REQUIRED WORK — Copy out each line of the data holding "Responder".

------------------------------------

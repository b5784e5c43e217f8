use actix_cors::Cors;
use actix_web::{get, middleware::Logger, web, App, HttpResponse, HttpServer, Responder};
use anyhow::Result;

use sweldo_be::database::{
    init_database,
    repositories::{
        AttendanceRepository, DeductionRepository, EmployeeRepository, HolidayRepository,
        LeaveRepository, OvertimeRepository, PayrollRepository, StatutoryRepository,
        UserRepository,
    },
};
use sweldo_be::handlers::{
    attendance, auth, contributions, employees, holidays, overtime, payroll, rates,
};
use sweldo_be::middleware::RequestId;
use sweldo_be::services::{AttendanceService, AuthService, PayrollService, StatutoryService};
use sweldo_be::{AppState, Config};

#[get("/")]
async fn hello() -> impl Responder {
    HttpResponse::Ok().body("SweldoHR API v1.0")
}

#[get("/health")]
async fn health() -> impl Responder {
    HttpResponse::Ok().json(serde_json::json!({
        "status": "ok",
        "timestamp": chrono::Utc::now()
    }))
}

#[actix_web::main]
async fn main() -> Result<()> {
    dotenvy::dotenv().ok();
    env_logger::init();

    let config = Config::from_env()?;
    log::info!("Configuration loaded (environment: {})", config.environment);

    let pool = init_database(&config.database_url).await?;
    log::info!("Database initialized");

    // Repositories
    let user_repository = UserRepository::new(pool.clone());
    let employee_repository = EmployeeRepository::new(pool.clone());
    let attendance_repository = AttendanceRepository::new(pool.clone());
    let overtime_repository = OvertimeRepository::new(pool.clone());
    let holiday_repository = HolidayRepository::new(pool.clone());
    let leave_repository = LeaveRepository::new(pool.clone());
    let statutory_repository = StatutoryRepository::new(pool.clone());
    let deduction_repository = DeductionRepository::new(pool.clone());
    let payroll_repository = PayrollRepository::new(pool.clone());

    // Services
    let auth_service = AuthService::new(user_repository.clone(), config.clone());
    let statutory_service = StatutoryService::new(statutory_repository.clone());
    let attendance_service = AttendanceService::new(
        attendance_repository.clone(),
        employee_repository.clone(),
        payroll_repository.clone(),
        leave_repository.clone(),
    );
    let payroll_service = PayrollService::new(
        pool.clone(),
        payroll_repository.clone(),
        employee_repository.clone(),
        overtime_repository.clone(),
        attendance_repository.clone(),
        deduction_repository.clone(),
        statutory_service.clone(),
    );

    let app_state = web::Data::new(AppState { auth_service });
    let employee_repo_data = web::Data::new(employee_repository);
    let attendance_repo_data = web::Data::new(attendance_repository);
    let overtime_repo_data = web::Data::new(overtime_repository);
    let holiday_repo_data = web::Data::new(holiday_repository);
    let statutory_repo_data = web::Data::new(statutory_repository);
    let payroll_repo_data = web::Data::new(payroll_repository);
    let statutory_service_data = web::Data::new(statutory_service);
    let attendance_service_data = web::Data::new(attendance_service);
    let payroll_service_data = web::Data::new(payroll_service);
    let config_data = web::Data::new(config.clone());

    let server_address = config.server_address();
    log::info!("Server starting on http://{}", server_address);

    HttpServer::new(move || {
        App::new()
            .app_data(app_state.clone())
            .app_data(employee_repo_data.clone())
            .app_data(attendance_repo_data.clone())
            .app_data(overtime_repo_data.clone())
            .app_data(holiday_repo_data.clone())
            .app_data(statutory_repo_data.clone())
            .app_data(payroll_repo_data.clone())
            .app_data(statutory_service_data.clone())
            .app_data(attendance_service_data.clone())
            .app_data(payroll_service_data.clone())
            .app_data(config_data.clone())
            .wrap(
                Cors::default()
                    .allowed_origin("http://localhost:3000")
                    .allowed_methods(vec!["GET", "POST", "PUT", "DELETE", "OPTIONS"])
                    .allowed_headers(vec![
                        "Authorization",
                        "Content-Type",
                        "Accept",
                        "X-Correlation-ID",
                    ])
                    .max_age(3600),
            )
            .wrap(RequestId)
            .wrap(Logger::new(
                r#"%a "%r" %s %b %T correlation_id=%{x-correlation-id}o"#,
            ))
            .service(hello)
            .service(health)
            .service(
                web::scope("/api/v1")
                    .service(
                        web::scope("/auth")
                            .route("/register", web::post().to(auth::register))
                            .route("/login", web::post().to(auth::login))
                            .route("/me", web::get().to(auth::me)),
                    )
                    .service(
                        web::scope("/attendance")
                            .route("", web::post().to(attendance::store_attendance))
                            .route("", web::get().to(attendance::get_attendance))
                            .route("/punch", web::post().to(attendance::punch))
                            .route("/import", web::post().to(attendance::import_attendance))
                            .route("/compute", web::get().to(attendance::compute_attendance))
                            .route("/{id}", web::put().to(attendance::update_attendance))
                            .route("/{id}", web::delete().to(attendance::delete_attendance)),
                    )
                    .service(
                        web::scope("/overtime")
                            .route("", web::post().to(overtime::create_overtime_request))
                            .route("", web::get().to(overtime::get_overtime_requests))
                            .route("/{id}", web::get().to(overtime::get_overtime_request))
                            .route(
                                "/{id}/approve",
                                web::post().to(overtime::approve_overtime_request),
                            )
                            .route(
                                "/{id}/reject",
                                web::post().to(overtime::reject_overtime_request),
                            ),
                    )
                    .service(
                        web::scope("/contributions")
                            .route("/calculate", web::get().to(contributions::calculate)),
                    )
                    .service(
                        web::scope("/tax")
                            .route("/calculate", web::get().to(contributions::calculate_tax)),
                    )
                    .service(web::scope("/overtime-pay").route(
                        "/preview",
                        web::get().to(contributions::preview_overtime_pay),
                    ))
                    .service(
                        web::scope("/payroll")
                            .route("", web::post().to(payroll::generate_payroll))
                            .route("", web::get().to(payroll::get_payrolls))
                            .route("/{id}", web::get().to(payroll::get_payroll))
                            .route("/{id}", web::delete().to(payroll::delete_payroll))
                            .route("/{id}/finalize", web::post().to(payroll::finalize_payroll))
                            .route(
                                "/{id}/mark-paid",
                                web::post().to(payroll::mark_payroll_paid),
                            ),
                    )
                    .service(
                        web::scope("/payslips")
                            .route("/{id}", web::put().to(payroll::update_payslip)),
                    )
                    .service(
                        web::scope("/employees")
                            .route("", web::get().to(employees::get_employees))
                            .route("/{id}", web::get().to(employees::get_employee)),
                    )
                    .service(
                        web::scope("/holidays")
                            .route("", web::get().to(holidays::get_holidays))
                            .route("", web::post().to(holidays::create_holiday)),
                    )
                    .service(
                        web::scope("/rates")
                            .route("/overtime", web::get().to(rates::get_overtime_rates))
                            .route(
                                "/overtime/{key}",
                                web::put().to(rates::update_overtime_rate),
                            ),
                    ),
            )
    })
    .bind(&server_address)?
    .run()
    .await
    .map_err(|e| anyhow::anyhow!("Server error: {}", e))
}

------------------------------------

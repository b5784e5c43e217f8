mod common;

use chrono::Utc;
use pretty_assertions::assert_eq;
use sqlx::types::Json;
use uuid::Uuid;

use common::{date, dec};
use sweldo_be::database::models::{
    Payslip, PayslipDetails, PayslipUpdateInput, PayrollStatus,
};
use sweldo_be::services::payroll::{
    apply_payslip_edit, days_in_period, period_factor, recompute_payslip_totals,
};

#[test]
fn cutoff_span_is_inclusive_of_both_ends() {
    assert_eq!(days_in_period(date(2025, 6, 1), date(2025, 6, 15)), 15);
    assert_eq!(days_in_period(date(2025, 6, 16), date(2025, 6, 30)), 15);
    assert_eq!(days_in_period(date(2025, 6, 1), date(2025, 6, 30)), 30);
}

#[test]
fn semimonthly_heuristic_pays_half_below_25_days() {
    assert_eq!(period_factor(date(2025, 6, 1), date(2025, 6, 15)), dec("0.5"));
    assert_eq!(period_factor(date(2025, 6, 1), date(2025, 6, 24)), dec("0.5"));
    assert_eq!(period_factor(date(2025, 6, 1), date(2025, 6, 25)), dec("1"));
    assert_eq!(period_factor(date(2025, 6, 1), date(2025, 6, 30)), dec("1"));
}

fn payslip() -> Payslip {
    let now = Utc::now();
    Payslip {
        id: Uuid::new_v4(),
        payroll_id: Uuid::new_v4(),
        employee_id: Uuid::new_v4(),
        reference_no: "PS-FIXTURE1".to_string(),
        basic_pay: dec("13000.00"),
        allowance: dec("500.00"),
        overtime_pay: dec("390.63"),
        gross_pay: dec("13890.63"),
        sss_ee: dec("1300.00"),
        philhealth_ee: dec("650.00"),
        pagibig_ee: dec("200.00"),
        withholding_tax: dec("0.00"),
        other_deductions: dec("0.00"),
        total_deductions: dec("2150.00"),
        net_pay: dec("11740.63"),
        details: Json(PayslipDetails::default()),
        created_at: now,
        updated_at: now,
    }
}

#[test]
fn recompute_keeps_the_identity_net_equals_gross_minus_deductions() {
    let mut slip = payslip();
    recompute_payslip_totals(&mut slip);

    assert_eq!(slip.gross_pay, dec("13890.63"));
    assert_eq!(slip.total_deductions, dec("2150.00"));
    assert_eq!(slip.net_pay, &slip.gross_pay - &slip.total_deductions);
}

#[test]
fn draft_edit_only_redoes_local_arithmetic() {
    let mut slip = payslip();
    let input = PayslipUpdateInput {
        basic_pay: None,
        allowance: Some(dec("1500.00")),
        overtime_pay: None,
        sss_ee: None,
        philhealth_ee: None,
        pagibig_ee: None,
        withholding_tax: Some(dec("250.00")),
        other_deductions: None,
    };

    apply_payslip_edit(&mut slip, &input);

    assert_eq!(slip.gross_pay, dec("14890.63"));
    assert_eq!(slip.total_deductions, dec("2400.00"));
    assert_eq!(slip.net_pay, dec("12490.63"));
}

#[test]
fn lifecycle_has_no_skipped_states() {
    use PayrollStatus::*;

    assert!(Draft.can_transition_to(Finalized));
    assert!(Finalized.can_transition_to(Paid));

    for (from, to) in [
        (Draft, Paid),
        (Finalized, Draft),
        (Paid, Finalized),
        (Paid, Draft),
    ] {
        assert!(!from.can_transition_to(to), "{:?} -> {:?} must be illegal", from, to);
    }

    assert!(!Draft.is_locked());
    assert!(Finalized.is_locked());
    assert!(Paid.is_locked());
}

------------------------------------

PROBLEM SOLUTION —
use actix_web::{get, middleware::Logger, web, App, HttpResponse, HttpServer, Responder};
async fn hello() -> impl Responder {
async fn health() -> impl Responder {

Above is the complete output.